WORK TASK
Identify all lines below that hold "impl" and collect them.

*** RECORDS FOR THE EXERCISE ***

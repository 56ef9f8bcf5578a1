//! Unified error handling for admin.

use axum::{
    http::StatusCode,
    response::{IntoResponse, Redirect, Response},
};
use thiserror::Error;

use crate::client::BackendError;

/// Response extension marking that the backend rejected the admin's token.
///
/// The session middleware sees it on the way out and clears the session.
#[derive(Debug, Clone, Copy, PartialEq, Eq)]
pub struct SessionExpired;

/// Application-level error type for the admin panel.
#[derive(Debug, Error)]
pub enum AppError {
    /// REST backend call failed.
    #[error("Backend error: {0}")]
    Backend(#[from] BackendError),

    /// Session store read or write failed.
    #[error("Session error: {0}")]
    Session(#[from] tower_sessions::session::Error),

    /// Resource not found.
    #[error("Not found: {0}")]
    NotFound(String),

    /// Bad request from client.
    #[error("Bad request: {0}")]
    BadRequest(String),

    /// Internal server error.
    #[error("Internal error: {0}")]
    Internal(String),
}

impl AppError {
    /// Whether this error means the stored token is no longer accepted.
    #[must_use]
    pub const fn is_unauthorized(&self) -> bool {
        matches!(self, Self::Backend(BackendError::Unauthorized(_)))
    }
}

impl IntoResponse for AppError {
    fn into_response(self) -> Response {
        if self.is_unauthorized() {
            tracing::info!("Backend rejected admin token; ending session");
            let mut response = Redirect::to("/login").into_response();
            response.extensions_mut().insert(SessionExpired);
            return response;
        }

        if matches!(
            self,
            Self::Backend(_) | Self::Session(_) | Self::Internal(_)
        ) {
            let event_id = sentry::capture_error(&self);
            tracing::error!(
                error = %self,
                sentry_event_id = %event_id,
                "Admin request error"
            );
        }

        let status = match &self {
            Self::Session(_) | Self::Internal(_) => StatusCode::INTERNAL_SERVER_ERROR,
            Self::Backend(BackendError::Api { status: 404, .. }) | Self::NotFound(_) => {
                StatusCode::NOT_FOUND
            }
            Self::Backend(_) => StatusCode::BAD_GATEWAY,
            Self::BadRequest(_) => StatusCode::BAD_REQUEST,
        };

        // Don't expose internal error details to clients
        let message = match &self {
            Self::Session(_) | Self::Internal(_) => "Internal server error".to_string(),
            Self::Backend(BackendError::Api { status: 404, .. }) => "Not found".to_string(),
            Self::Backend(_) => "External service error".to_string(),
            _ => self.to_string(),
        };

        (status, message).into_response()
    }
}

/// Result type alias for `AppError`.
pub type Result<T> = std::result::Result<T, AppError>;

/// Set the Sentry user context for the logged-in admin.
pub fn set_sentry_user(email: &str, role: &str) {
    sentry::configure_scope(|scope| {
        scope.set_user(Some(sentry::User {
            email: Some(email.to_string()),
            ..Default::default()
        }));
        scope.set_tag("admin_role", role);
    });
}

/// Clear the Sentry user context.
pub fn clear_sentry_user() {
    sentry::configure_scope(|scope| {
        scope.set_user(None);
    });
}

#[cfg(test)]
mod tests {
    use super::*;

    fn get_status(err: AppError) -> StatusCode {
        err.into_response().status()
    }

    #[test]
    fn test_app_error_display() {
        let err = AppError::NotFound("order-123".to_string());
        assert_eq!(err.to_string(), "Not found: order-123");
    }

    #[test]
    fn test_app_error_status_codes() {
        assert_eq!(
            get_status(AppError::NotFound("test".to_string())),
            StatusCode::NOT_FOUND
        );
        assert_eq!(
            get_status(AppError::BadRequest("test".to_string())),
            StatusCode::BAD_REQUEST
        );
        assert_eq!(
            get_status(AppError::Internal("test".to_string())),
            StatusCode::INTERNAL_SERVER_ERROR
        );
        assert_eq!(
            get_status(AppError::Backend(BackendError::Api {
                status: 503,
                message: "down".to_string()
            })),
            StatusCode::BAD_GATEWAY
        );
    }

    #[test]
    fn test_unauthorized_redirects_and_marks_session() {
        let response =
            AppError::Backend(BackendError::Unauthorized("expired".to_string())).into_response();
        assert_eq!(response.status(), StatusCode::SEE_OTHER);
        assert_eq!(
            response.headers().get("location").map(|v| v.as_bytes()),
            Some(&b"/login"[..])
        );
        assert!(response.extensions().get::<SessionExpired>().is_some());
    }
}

*** End of RECORDS FOR THE EXERCISE ***

SOLUTION FOR THIS TASK
impl AppError {
impl IntoResponse for AppError {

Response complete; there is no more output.